Crowdfunding platform and dream machine Kickstarter are now a public-benefit corporation. Basically, they’re still a for-profit company but now a positive impact on society is part of Kickstarter’s legally defined goals too.
The announcement’s interesting because often large companies are beholden to shareholders and required to maximise shareholder value – i.e. make money. Obviously, this is not always compatible with, y’know, benefitting people who aren’t shareholders. So becoming a public benefit corporation looks to be a good thing, but will it particularly affect your experience of Kickstarter?
Looking at the mission statements which make up this PBC charter it’s things like creating tools and resources aimed at helping people bring their projects to life, never selling user data to third parties, not exploiting tax loopholes, being environmentally conscious, donating 5% after-tax profits to arts and music education and organisations fighting to end systemic inequality. There’s also provision for employees to pursue their own projects and so on. You can read the full list here – it’s decent stuff.
The company insist “Kickstarter does not guarantee projects or investigate a creator’s ability to complete their project”, which has lead to a few people being bummed out by undelivered projects. If people are taking creators to court over projects which didn’t materialise, the ecosystem is a little unhealthy.

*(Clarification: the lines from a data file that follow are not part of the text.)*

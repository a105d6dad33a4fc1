//! Configuration error types

use thiserror::Error;

#[derive(Debug, Error)]
pub enum ConfigError {
    #[error("Configuration file not found: {0}")]
    FileNotFound(String),

    #[error("Failed to parse configuration: {0}")]
    ParseError(String),

    /// A setting is present but out of range or malformed
    #[error("Validation error: {field} - {message}")]
    ValidationError { field: String, message: String },

    #[error("Environment variable error: {0}")]
    EnvVarError(String),

    /// `USERS_API_CONFIG_DIR` and `USERS_API_CONFIG_FILE` were both set
    #[error("Mutual exclusivity error: {0}")]
    MutualExclusivityError(String),

    #[error("Configuration error: {0}")]
    Other(#[from] config::ConfigError),
}

impl ConfigError {
    pub fn validation(field: impl Into<String>, message: impl Into<String>) -> Self {
        ConfigError::ValidationError {
            field: field.into(),
            message: message.into(),
        }
    }

    pub fn file_not_found(path: impl Into<String>) -> Self {
        ConfigError::FileNotFound(path.into())
    }

    pub fn mutual_exclusivity(message: impl Into<String>) -> Self {
        ConfigError::MutualExclusivityError(message.into())
    }
}
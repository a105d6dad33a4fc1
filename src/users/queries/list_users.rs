use async_trait::async_trait;
use serde::Deserialize;
use tokio_util::sync::CancellationToken;
use utoipa::IntoParams;
use validator::Validate;

use crate::error::{AppError, AppResult};
use crate::pipeline::{
    FieldRules, LoggingBehaviour, Pipeline, Request, RequestHandler, ValidationBehaviour,
};
use crate::services::UserService;
use crate::users::dto::{PaginatedDto, UserDto};

pub const DEFAULT_ITEMS_PER_PAGE: i32 = 10;

fn default_items_per_page() -> i32 {
    DEFAULT_ITEMS_PER_PAGE
}

/// One page of users in ascending id order.
#[derive(Debug, Clone, Deserialize, IntoParams, Validate)]
#[serde(rename_all = "camelCase")]
#[into_params(parameter_in = Query)]
pub struct ListUsers {
    /// 1-based page index
    #[serde(default)]
    #[validate(range(min = 1, message = "'Page Number' must be greater than '0'."))]
    #[param(minimum = 1, example = 1)]
    pub page_number: i32,

    /// Page size
    #[serde(default = "default_items_per_page")]
    #[validate(range(min = 1, message = "'Items Per Page' must be greater than '0'."))]
    #[param(minimum = 1, default = 10)]
    pub items_per_page: i32,
}

impl ListUsers {
    pub fn new(page_number: i32) -> Self {
        Self {
            page_number,
            items_per_page: DEFAULT_ITEMS_PER_PAGE,
        }
    }
}

impl Request for ListUsers {
    type Response = PaginatedDto<UserDto>;
    const NAME: &'static str = "ListUsers";
}

/// `page < ceil(total / per_page)`; `per_page` must be positive.
pub fn has_next_page(total: usize, page: u32, per_page: u32) -> bool {
    (page as u64) < (total as u64).div_ceil(per_page as u64)
}

pub struct ListUsersHandler {
    users: UserService,
}

impl ListUsersHandler {
    pub fn new(users: UserService) -> Self {
        Self { users }
    }
}

#[async_trait]
impl RequestHandler<ListUsers> for ListUsersHandler {
    async fn handle(
        &self,
        request: ListUsers,
        cancel: &CancellationToken,
    ) -> AppResult<PaginatedDto<UserDto>> {
        // FieldRules has already rejected values below 1
        let page = u32::try_from(request.page_number).map_err(anyhow::Error::new)?;
        let per_page = u32::try_from(request.items_per_page).map_err(anyhow::Error::new)?;

        let total = self.users.count(cancel).await?;
        if total == 0 {
            return Err(AppError::not_found("No users could be found"));
        }

        let users = self.users.get_paginated(page, per_page, cancel).await?;

        Ok(PaginatedDto {
            data: users.into_iter().map(UserDto::from).collect(),
            has_next_page: has_next_page(total, page, per_page),
        })
    }
}

pub(crate) fn pipeline(users: &UserService) -> Pipeline<ListUsers> {
    Pipeline::new(ListUsersHandler::new(users.clone()))
        .with_behaviour(LoggingBehaviour)
        .with_behaviour(ValidationBehaviour::new().with(FieldRules))
}

#[cfg(test)]
mod tests {
    use super::*;
    use crate::users::test_support::service_with;
    use proptest::prelude::*;

    async fn list(stored: usize, page_number: i32, items_per_page: i32) -> AppResult<PaginatedDto<UserDto>> {
        pipeline(&service_with(stored))
            .send(
                ListUsers {
                    page_number,
                    items_per_page,
                },
                &CancellationToken::new(),
            )
            .await
    }

    #[tokio::test]
    async fn test_second_page_of_fifteen() {
        let page = list(15, 2, 10).await.unwrap();
        assert_eq!(page.data.len(), 5);
        assert_eq!(page.data[0].user_id, 11);
        assert!(!page.has_next_page);
    }

    #[tokio::test]
    async fn test_second_page_of_twenty_five() {
        let page = list(25, 2, 10).await.unwrap();
        assert_eq!(page.data.len(), 10);
        assert!(page.has_next_page);
    }

    #[tokio::test]
    async fn test_empty_store_is_not_found() {
        match list(0, 1, 10).await.unwrap_err() {
            AppError::NotFound { message } => assert_eq!(message, "No users could be found"),
            other => panic!("Expected NotFound, got {:?}", other),
        }
    }

    #[tokio::test]
    async fn test_page_past_the_end_is_empty() {
        let page = list(5, 3, 10).await.unwrap();
        assert!(page.data.is_empty());
        assert!(!page.has_next_page);
    }

    #[tokio::test]
    async fn test_rejects_non_positive_paging() {
        match list(5, 0, 0).await.unwrap_err() {
            AppError::Validation { errors } => {
                let fields: Vec<&str> = errors.iter().map(|e| e.field.as_str()).collect();
                assert_eq!(fields, vec!["itemsPerPage", "pageNumber"]);
            }
            other => panic!("Expected Validation, got {:?}", other),
        }
    }

    #[tokio::test]
    async fn test_handler_without_validation_rejects_negative_page_as_internal() {
        let handler = ListUsersHandler::new(service_with(3));
        let request = ListUsers {
            page_number: -1,
            items_per_page: DEFAULT_ITEMS_PER_PAGE,
        };

        let result = handler.handle(request, &CancellationToken::new()).await;
        assert!(matches!(result, Err(AppError::Internal { .. })));
    }

    #[test]
    fn test_items_per_page_defaults_to_ten() {
        let request: ListUsers = serde_json::from_str(r#"{"pageNumber": 1}"#).unwrap();
        assert_eq!(request.items_per_page, 10);
        assert_eq!(ListUsers::new(4).items_per_page, DEFAULT_ITEMS_PER_PAGE);
    }

    proptest! {
        #[test]
        fn prop_has_next_page_matches_remaining_items(
            total in 0usize..10_000,
            page in 1u32..500,
            per_page in 1u32..200,
        ) {
            let shown_so_far = page as u64 * per_page as u64;
            prop_assert_eq!(has_next_page(total, page, per_page), shown_so_far < total as u64);
        }
    }
}
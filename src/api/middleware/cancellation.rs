//! Per-request cancellation.
//!
//! Each request gets a fresh [`CancellationToken`] in its extensions. The
//! token is cancelled when the request future completes or is dropped, e.g.
//! because the client went away, so in-flight pipelines stop early.

use axum::{extract::Request, middleware::Next, response::Response};
use tokio_util::sync::CancellationToken;

/// Inserts a request-scoped [`CancellationToken`] for handlers to extract
/// with `Extension<CancellationToken>`.
pub async fn cancellation_middleware(mut request: Request, next: Next) -> Response {
    let token = CancellationToken::new();
    let _guard = token.clone().drop_guard();
    request.extensions_mut().insert(token);
    next.run(request).await
}
use std::sync::Arc;

use async_trait::async_trait;
use futures::future::join_all;
use tokio_util::sync::CancellationToken;
use validator::Validate;

use super::{Behaviour, Next, Request};
use crate::error::{AppError, AppResult, ValidationFieldError, field_errors};

/// What a failed rule means for the caller.
#[derive(Debug, Clone, Copy, PartialEq, Eq)]
pub enum FailureKind {
    /// A field constraint was not met
    Field,
    /// The request refers to data that does not exist
    NotFound,
}

#[derive(Debug, Clone, PartialEq, Eq)]
pub struct ValidationFailure {
    pub field: String,
    pub message: String,
    pub kind: FailureKind,
}

impl ValidationFailure {
    pub fn field(field: impl Into<String>, message: impl Into<String>) -> Self {
        Self {
            field: field.into(),
            message: message.into(),
            kind: FailureKind::Field,
        }
    }

    pub fn not_found(field: impl Into<String>, message: impl Into<String>) -> Self {
        Self {
            field: field.into(),
            message: message.into(),
            kind: FailureKind::NotFound,
        }
    }
}

/// One rule set for a request type.
///
/// Rules only read; an `Err` means the rule itself could not run.
#[async_trait]
pub trait Validator<R>: Send + Sync {
    async fn validate(
        &self,
        request: &R,
        cancel: &CancellationToken,
    ) -> AppResult<Vec<ValidationFailure>>;
}

/// Runs the request's `validator::Validate` derive as a rule set.
#[derive(Debug, Clone, Copy, Default)]
pub struct FieldRules;

#[async_trait]
impl<R: Validate + Send + Sync> Validator<R> for FieldRules {
    async fn validate(
        &self,
        request: &R,
        _cancel: &CancellationToken,
    ) -> AppResult<Vec<ValidationFailure>> {
        let failures = match request.validate() {
            Ok(()) => Vec::new(),
            Err(errors) => field_errors(&errors)
                .into_iter()
                .map(|e| ValidationFailure::field(e.field, e.message))
                .collect(),
        };
        Ok(failures)
    }
}

/// Runs every registered rule set before the handler.
///
/// Any `NotFound` failure wins over field failures. With no rule sets the
/// request passes straight through.
pub struct ValidationBehaviour<R> {
    validators: Vec<Arc<dyn Validator<R>>>,
}

impl<R> ValidationBehaviour<R> {
    pub fn new() -> Self {
        Self {
            validators: Vec::new(),
        }
    }

    pub fn with(mut self, validator: impl Validator<R> + 'static) -> Self {
        self.validators.push(Arc::new(validator));
        self
    }
}

impl<R> Default for ValidationBehaviour<R> {
    fn default() -> Self {
        Self::new()
    }
}

#[async_trait]
impl<R: Request> Behaviour<R> for ValidationBehaviour<R> {
    async fn handle(
        &self,
        request: R,
        cancel: &CancellationToken,
        next: Next<'_, R>,
    ) -> AppResult<R::Response> {
        if self.validators.is_empty() {
            return next.run(request, cancel).await;
        }

        let outcomes = join_all(
            self.validators
                .iter()
                .map(|validator| validator.validate(&request, cancel)),
        )
        .await;

        let mut failures = Vec::new();
        for outcome in outcomes {
            failures.extend(outcome?);
        }

        if let Some(error) = into_error(failures) {
            tracing::debug!(request = R::NAME, error = %error, "Request rejected by validation");
            return Err(error);
        }

        next.run(request, cancel).await
    }
}

fn into_error(failures: Vec<ValidationFailure>) -> Option<AppError> {
    if let Some(missing) = failures.iter().find(|f| f.kind == FailureKind::NotFound) {
        return Some(AppError::not_found(missing.message.clone()));
    }
    if failures.is_empty() {
        return None;
    }
    Some(AppError::Validation {
        errors: failures
            .into_iter()
            .map(|f| ValidationFieldError::new(f.field, f.message))
            .collect(),
    })
}
use utoipa::OpenApi;

pub const USER_TAG: &str = "Users";
pub const HEALTH_TAG: &str = "Health";

#[derive(OpenApi)]
#[openapi(
    info(
        title = "Users API",
        description = "CRUD operations for users and their contact details",
    ),
    components(
        schemas(
            crate::api::dto::ErrorResponse,
            crate::error::ValidationFieldError,
        )
    ),
    tags(
        (name = USER_TAG, description = "User management endpoints"),
        (name = HEALTH_TAG, description = "Health check endpoints"),
    )
)]
pub struct ApiDoc;
use serde::{Deserialize, Serialize};

/// A stored user. `id` is assigned by the repository and never changes.
#[derive(Debug, Clone, PartialEq, Eq, Serialize, Deserialize)]
pub struct User {
    pub id: i32,
    pub given_names: String,
    pub last_name: String,
    pub contact_detail: ContactDetail,
}

/// Contact information owned by exactly one user
#[derive(Debug, Clone, PartialEq, Eq, Serialize, Deserialize)]
pub struct ContactDetail {
    pub email_address: String,
    pub mobile_number: String,
}

/// User data for inserting new records; the repository assigns the id
#[derive(Debug, Clone, PartialEq, Eq, Deserialize)]
pub struct NewUser {
    pub given_names: String,
    pub last_name: String,
    pub contact_detail: ContactDetail,
}

impl NewUser {
    pub(crate) fn into_user(self, id: i32) -> User {
        User {
            id,
            given_names: self.given_names,
            last_name: self.last_name,
            contact_detail: self.contact_detail,
        }
    }
}
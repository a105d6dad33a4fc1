//! User use cases.
//!
//! Queries (`GetUser`, `FindUsers`, `ListUsers`) and commands (`CreateUser`,
//! `UpdateUser`, `DeleteUser`). Each request type declares its rules and
//! builds its own [`Pipeline`](crate::pipeline::Pipeline).

pub mod commands;
pub mod dto;
pub mod queries;
mod rules;

pub use commands::{CreateUser, DeleteUser, UpdateUser};
pub use dto::{PaginatedDto, UserDto};
pub use queries::{FindUsers, GetUser, ListUsers};
pub use rules::{TargetsUser, UserExistsRule};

Yes, Kickstarter aren’t responsible for wonky projects, but they’re part of their ecosystem so it will be interesting to see whether becoming a public-benefit corporation has an effect on how involved Kickstarter are in individual projects. I don’t have a good solution in mind for this. It’s impossible – and probably undesirable – for Kickstarter to try to vet projects, and I suspect they’re not able to cover the cost of refunding things themselves. So… maybe expect nothing on that front. At least not directly. But perhaps the other elements will have a knock-on effect.